Here, we build on Thissen (1983) to examine the relationship between individuals’ response times across questions (reflecting strategy and effort) and overall test performance in a Raven’s task. We aim to update these results with modern methods, including Bayesian data analyses that control for items and participants, large sample sizes, and pre-registered experimental designs and data analysis, and then interpret these findings in the context of the construct validity for these tasks. Several behavioral patterns are possible as items become more difficult throughout a Raven’s task: (i) participants could spend more time on more difficult items, likely exerting greater effort in order to achieve high accuracy; (ii) participants could spend less time on difficult items, perhaps meta-cognitively realizing that a given problem is out of reach; or (iii) participants could be relatively insensitive to item difficulty, perhaps allocating time or effort equally throughout the test.
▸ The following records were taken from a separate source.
//! Recognizer boundary.
//!
//! The text-recognition engine is an external collaborator: the pipeline hands
//! it a preprocessed mask image (or a small sender crop) and gets back word
//! tokens with boxes and confidences. [`Recognizer`] is the seam; tests plug
//! in scripted implementations.
//!
//! The production implementation shells out to the Tesseract CLI with TSV
//! output, which carries per-word geometry the library bindings do not expose.

use std::path::PathBuf;
use std::process::Command;

use anyhow::{anyhow, Context, Result};
use image::GrayImage;

use crate::image::Rect;

/// Languages commonly seen in public chat; passed to the engine as a fixed set.
pub const DEFAULT_LANGUAGES: &str = "eng+rus+spa+por+chi_sim";

/// One token from the recognizer.
#[derive(Debug, Clone)]
pub struct RecognizedWord {
    pub text: String,
    pub bounds: Rect,
    /// Engine confidence, 0..100.
    pub confidence: f32,
}

pub trait Recognizer {
    /// Word-level recognition over a full preprocessed mask image.
    fn words(&self, image: &GrayImage) -> Result<Vec<RecognizedWord>>;

    /// Single-line recognition of a small tight crop.
    fn line(&self, image: &GrayImage) -> Result<String>;
}

/// Tesseract CLI wrapper.
pub struct Ocr {
    exe: PathBuf,
    languages: String,
}

impl Ocr {
    /// Locate the engine and verify it is callable.
    ///
    /// An unreachable engine is a hard error for the caller; there is no
    /// degraded mode without recognition.
    pub fn try_new(exe: Option<PathBuf>, languages: &str) -> Result<Self> {
        let exe = exe.unwrap_or_else(|| PathBuf::from("tesseract"));

        let probe = Command::new(&exe)
            .arg("--version")
            .output()
            .with_context(|| format!("tesseract not reachable at {:?}; is it installed?", exe))?;
        if !probe.status.success() {
            return Err(anyhow!("tesseract --version failed at {:?}", exe));
        }

        Ok(Self {
            exe,
            languages: languages.to_string(),
        })
    }

    fn run(&self, image: &GrayImage, psm: &str, format: Option<&str>) -> Result<String> {
        let input = tempfile::NamedTempFile::with_suffix(".png").context("create temp image")?;
        image.save(input.path()).context("write temp image")?;

        let mut cmd = Command::new(&self.exe);
        cmd.arg(input.path())
            .arg("stdout")
            .arg("-l")
            .arg(&self.languages)
            .arg("--psm")
            .arg(psm);
        if let Some(format) = format {
            cmd.arg(format);
        }

        let output = cmd.output().context("spawn tesseract")?;
        if !output.status.success() {
            let stderr = String::from_utf8_lossy(&output.stderr);
            return Err(anyhow!("tesseract failed: {}", stderr.trim()));
        }

        Ok(String::from_utf8_lossy(&output.stdout).into_owned())
    }
}

impl Recognizer for Ocr {
    fn words(&self, image: &GrayImage) -> Result<Vec<RecognizedWord>> {
        // PSM 6: assume a single uniform block of text.
        let tsv = self.run(image, "6", Some("tsv"))?;
        Ok(parse_tsv_words(&tsv))
    }

    fn line(&self, image: &GrayImage) -> Result<String> {
        // PSM 7: treat the crop as a single text line.
        let text = self.run(image, "7", None)?;
        Ok(text.trim().to_string())
    }
}

/// Parse Tesseract TSV output into word tokens.
///
/// TSV fields: level, page_num, block_num, par_num, line_num, word_num,
/// left, top, width, height, conf, text. Level 5 rows are words.
fn parse_tsv_words(tsv: &str) -> Vec<RecognizedWord> {
    let mut words = Vec::new();

    for row in tsv.lines().skip(1) {
        let fields: Vec<&str> = row.split('\t').collect();
        if fields.len() < 12 {
            continue;
        }

        let level: i32 = fields[0].parse().unwrap_or(-1);
        if level != 5 {
            continue;
        }

        let text = fields[11].trim();
        if text.is_empty() {
            continue;
        }

        let conf: f32 = fields[10].parse().unwrap_or(-1.0);
        if conf < 0.0 {
            continue;
        }

        let (Ok(x), Ok(y), Ok(w), Ok(h)) = (
            fields[6].parse::<u32>(),
            fields[7].parse::<u32>(),
            fields[8].parse::<u32>(),
            fields[9].parse::<u32>(),
        ) else {
            continue;
        };

        words.push(RecognizedWord {
            text: text.to_string(),
            bounds: Rect { x, y, w, h },
            confidence: conf,
        });
    }

    words
}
Crucially, participants may show different patterns of behavior across questions, and our analysis aims to determine how variability in these patterns affects their overall score.

Method

We pre-registered an experiment where 300 participants took an online version of Raven’s Progressive Matrices (Raven, 2000) in September of 2022.1 The experiment was run on Prolific, which has been found to yield higher-quality data than other online platforms (Peer et al., 2022). As is standard for this task, participants were told to complete as many of the items as they could in the maximum time of 40 minutes. Participants received compensation of $7.50 for completion of the task. They were given instructions adapted from the 1988 Advanced Progressive Matrices manual (Raven & Court, 1988) for use in an online study. Unlike standard analyses of this task which focus on overall accuracy, we recorded response time for each item. These response times reflect either how long it took participants to find a solution, or how long they were willing to spend on a given item before moving on. Following our pre-registration plan, which was determined through a smaller pilot experiment on an independent pool of participants, we removed participants whose median response time was less than 10 seconds. This left 276 total participants in our main analysis. We z-scored RT across all participants in order to use a standardized scale, but maintain intrinsic variation between individuals. We also collected data on participants’ demographics and socioeconomic status (e.g., income and education), and asked participants to report how many questions they thought they correctly answered.

Results

Aggregate response times are show in Figure 3A, which show the RT for each item throughout the task, grouped by accuracy. Participants tended to spend more time on difficult (later) questions, but this effect is primarily driven by those who answer correctly: participants who are incorrect on later questions don’t tend to spend more time on them. Differential time investment on hard questions hints that individuals may tend to be inaccurate when they choose to invest less time in a problem. One way to see whether subjects participant—and whether any variation is associated with accuracy—is to run a regression within each participant predicting their RT from the item number, using item number as a proxy for difficulty. Figure 3C and D shows these coefficients for each subject (y-axis) plotted against their overall task performance (x-axis). Participants who performed well tended to spend more time working on the later (harder) questions.

Figure 3.

(A) Boxplots showing the distribution of response times to each question, grouped by accuracy (color). The gray bars depict the mean response time difference between correct and incorrect respondents. (B) Validation of the task, showing generally decreasing accuracy for harder items. (C–D) Inferred intercepts (C) and slopes (D) in a regression item (e.g., difficulty) and RT, separately for each subject, plotted against participants’ mean accuracy across Raven’s problems.

Figure 3.

(A) Boxplots showing the distribution of response times to each question, grouped by accuracy (color). The gray bars depict the mean response time difference between correct and incorrect respondents. (B) Validation of the task, showing generally decreasing accuracy for harder items. (C–D) Inferred intercepts (C) and slopes (D) in a regression item (e.g., difficulty) and RT, separately for each subject, plotted against participants’ mean accuracy across Raven’s problems.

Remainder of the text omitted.